Presentation information

[E] Poster

M (Multidisciplinary and Interdisciplinary) » M-GI General Geosciences, Information Geosciences & Simulations

[M-GI36] Open Science in Progress: Data Sharing, e-Infrastructure, and Transparency in International Contexts

convener:Yasuhisa Kondo(Research Institute for Humanity and Nature), Baptiste Cecconi(LESIA, Observatoire de Paris, CNRS, PSL Research University), Yasuhiro Murayama(Strategic Program Produce Office, National Institute of Information and Communications Technology), Shelley Stall(American Geophysical Union)

[MGI36-P06] Activities toward research data management at NIES/CGER

*Yoko Fukuda1, Chisato Wada1, Yasuhiro Tsukada1, Jiye Zeng1, Tomoko Shirai1 (1.National Institute for Environmental Studies)

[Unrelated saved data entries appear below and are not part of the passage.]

//! Classifier adapter.
//!
//! The cascade only sees the [`Classifier`] trait: a fixed feature vocabulary plus a single call
//! returning the top label together with the full distribution it was taken from. The shipped
//! implementation is a multinomial logistic scorer read from a JSON artifact; any other
//! pretrained model can sit behind the same trait.

use crate::loader::read_json;
use crate::vectorizer::{FeatureColumns, FeatureVector};
use crate::{EngineError, EngineResult};
use medassist_types::{DiagnosisLabel, SymptomName};
use serde::Deserialize;
use std::path::Path;

/// One classifier inference: the top label and the distribution it was taken from.
///
/// The top label is always the first class holding the maximum probability, so the two can
/// never disagree.
#[derive(Debug, Clone, PartialEq)]
pub struct Classification {
    top: usize,
    distribution: Vec<(DiagnosisLabel, f64)>,
}

impl Classification {
    /// Builds a classification from a probability distribution over labels.
    ///
    /// # Errors
    ///
    /// Returns `EngineError::InvalidModel` if the distribution is empty or contains a
    /// probability that is not a finite value in `[0, 1]`.
    pub fn new(distribution: Vec<(DiagnosisLabel, f64)>) -> EngineResult<Self> {
        if distribution.is_empty() {
            return Err(EngineError::InvalidModel(
                "probability distribution is empty".into(),
            ));
        }
        if let Some((label, p)) = distribution
            .iter()
            .find(|(_, p)| !p.is_finite() || *p < 0.0 || *p > 1.0)
        {
            return Err(EngineError::InvalidModel(format!(
                "probability {} for '{}' is outside [0, 1]",
                p, label
            )));
        }
        Ok(Self {
            top: argmax(distribution.iter().map(|(_, p)| *p)),
            distribution,
        })
    }

    /// The most likely label.
    pub fn label(&self) -> &DiagnosisLabel {
        &self.distribution[self.top].0
    }

    /// The maximum probability in the distribution.
    pub fn max_probability(&self) -> f64 {
        self.distribution[self.top].1
    }

    /// The maximum probability expressed as a percentage.
    pub fn confidence(&self) -> f64 {
        self.max_probability() * 100.0
    }

    pub fn distribution(&self) -> &[(DiagnosisLabel, f64)] {
        &self.distribution
    }
}

/// Index of the first maximum; 0 for an empty iterator.
fn argmax(values: impl Iterator<Item = f64>) -> usize {
    let mut best = (0, f64::NEG_INFINITY);
    for (index, value) in values.enumerate() {
        if value > best.1 {
            best = (index, value);
        }
    }
    best.0
}

/// An opaque pretrained multi-class probabilistic classifier.
///
/// Implementations must be safe to share across request handlers; inference takes `&self` and
/// must not mutate model state.
pub trait Classifier: Send + Sync + std::fmt::Debug {
    /// The feature vocabulary, in the column order `classify` expects.
    fn columns(&self) -> &FeatureColumns;

    /// Scores a feature vector built against [`Classifier::columns`].
    fn classify(&self, vector: &FeatureVector) -> Classification;
}

/// On-disk layout of the classifier artifact.
#[derive(Debug, Deserialize)]
#[serde(deny_unknown_fields)]
struct ModelArtifact {
    columns: Vec<SymptomName>,
    classes: Vec<DiagnosisLabel>,
    weights: Vec<Vec<f64>>,
    intercepts: Vec<f64>,
}

/// Multinomial logistic regression: softmax over `weights · x + intercept` per class.
#[derive(Debug, Clone)]
pub struct SoftmaxClassifier {
    columns: FeatureColumns,
    classes: Vec<DiagnosisLabel>,
    weights: Vec<Vec<f64>>,
    intercepts: Vec<f64>,
}

impl SoftmaxClassifier {
    /// Creates a classifier after checking that every dimension lines up.
    ///
    /// # Errors
    ///
    /// Returns `EngineError::InvalidModel` if:
    /// - there are no classes or no columns,
    /// - a column name is duplicated,
    /// - the weight matrix is not `classes × columns`,
    /// - the intercepts are not one per class,
    /// - any coefficient is not finite.
    pub fn new(
        columns: Vec<SymptomName>,
        classes: Vec<DiagnosisLabel>,
        weights: Vec<Vec<f64>>,
        intercepts: Vec<f64>,
    ) -> EngineResult<Self> {
        if classes.is_empty() {
            return Err(EngineError::InvalidModel("model has no classes".into()));
        }
        if columns.is_empty() {
            return Err(EngineError::InvalidModel("model has no feature columns".into()));
        }
        let columns = FeatureColumns::new(columns)?;

        if weights.len() != classes.len() {
            return Err(EngineError::InvalidModel(format!(
                "expected {} weight rows, found {}",
                classes.len(),
                weights.len()
            )));
        }
        if let Some((row, w)) = weights
            .iter()
            .enumerate()
            .find(|(_, w)| w.len() != columns.len())
        {
            return Err(EngineError::InvalidModel(format!(
                "weight row {} has {} entries, expected {}",
                row,
                w.len(),
                columns.len()
            )));
        }
        if intercepts.len() != classes.len() {
            return Err(EngineError::InvalidModel(format!(
                "expected {} intercepts, found {}",
                classes.len(),
                intercepts.len()
            )));
        }
        let all_finite = weights
            .iter()
            .flatten()
            .chain(intercepts.iter())
            .all(|v| v.is_finite());
        if !all_finite {
            return Err(EngineError::InvalidModel(
                "model coefficients must be finite".into(),
            ));
        }

        Ok(Self {
            columns,
            classes,
            weights,
            intercepts,
        })
    }

    /// Loads the classifier artifact from JSON.
    ///
    /// # Errors
    ///
    /// Returns an `EngineError` if the file cannot be read or parsed, or if the artifact is
    /// internally inconsistent (see [`SoftmaxClassifier::new`]).
    pub fn load(path: &Path) -> EngineResult<Self> {
        let artifact: ModelArtifact = read_json(path)?;
        let model = Self::new(
            artifact.columns,
            artifact.classes,
            artifact.weights,
            artifact.intercepts,
        )?;
        tracing::info!(
            "loaded classifier with {} columns and {} classes from {}",
            model.columns.len(),
            model.classes.len(),
            path.display()
        );
        Ok(model)
    }

    pub fn classes(&self) -> &[DiagnosisLabel] {
        &self.classes
    }
}

impl Classifier for SoftmaxClassifier {
    fn columns(&self) -> &FeatureColumns {
        &self.columns
    }

    fn classify(&self, vector: &FeatureVector) -> Classification {
        debug_assert_eq!(vector.len(), self.columns.len());

        let logits: Vec<f64> = self
            .weights
            .iter()
            .zip(&self.intercepts)
            .map(|(row, intercept)| {
                row.iter()
                    .zip(vector.as_slice())
                    .map(|(w, &x)| w * f64::from(x))
                    .sum::<f64>()
                    + intercept
            })
            .collect();

        // Shift by the max logit so exp() cannot overflow.
        let max = logits.iter().copied().fold(f64::NEG_INFINITY, f64::max);
        let exps: Vec<f64> = logits.iter().map(|l| (l - max).exp()).collect();
        let total: f64 = exps.iter().sum();

        let distribution: Vec<(DiagnosisLabel, f64)> = self
            .classes
            .iter()
            .cloned()
            .zip(exps.iter().map(|e| e / total))
            .collect();

        Classification {
            top: argmax(distribution.iter().map(|(_, p)| *p)),
            distribution,
        }
    }
}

Keywords:Research data management, Open science, Open data

The Center for Global Environmental Research (CGER), National Institute for Environmental Studies (NIES), has been managing and operating the Global Environmental Database (GED) since May 2014 as a platform for publication and search of data focusing on global environmental research including global warming. DOIs have been assigned to research data sets since 2016, and data have been regularly updated. Nowadays, more and more academic publishers ask authors to publish data used in papers online. Inquiries regarding the publication and DOI minting of evidential data and submissions to data journals are increasing at NIES/CGER. In addition, funding agencies are starting to request researchers to submit a research data management plan that contains policies for storing, managing, and sharing of research data and where to store them when they will be opened. There is an increasing demand to develop a persistent system to store and manage research data.
NIES/CGER has developed a research data management system (RDMS) as a data management platform so that researchers and research assistants can efficiently perform routine research data management and preparation for data publication. The RDMS mainly provides functions to support creating metadata which are essential to search and utilize datasets, versioning, DOI minting and licensing. Research data and metadata registered in the RDMS can be promptly released through GED using a back-end database shared by the RDMS and GED. “Public” or “private” can be set for each data file so that users can also manage private datasets in the RDMS. Access users can also be set for each dataset so that multiple members involved in a project can cooperatively manage their datasets and share update histories. When a user logs in to the RDMS, a list of datasets that the user can access is displayed, and the status indicating the work progress is displayed for each dataset. Moreover, users can visualize research data on a quick plot tool, with which they can set graph types, display parameters, display ranges, and axis titles. In this presentation, we introduce the RDMS and GED currently under development.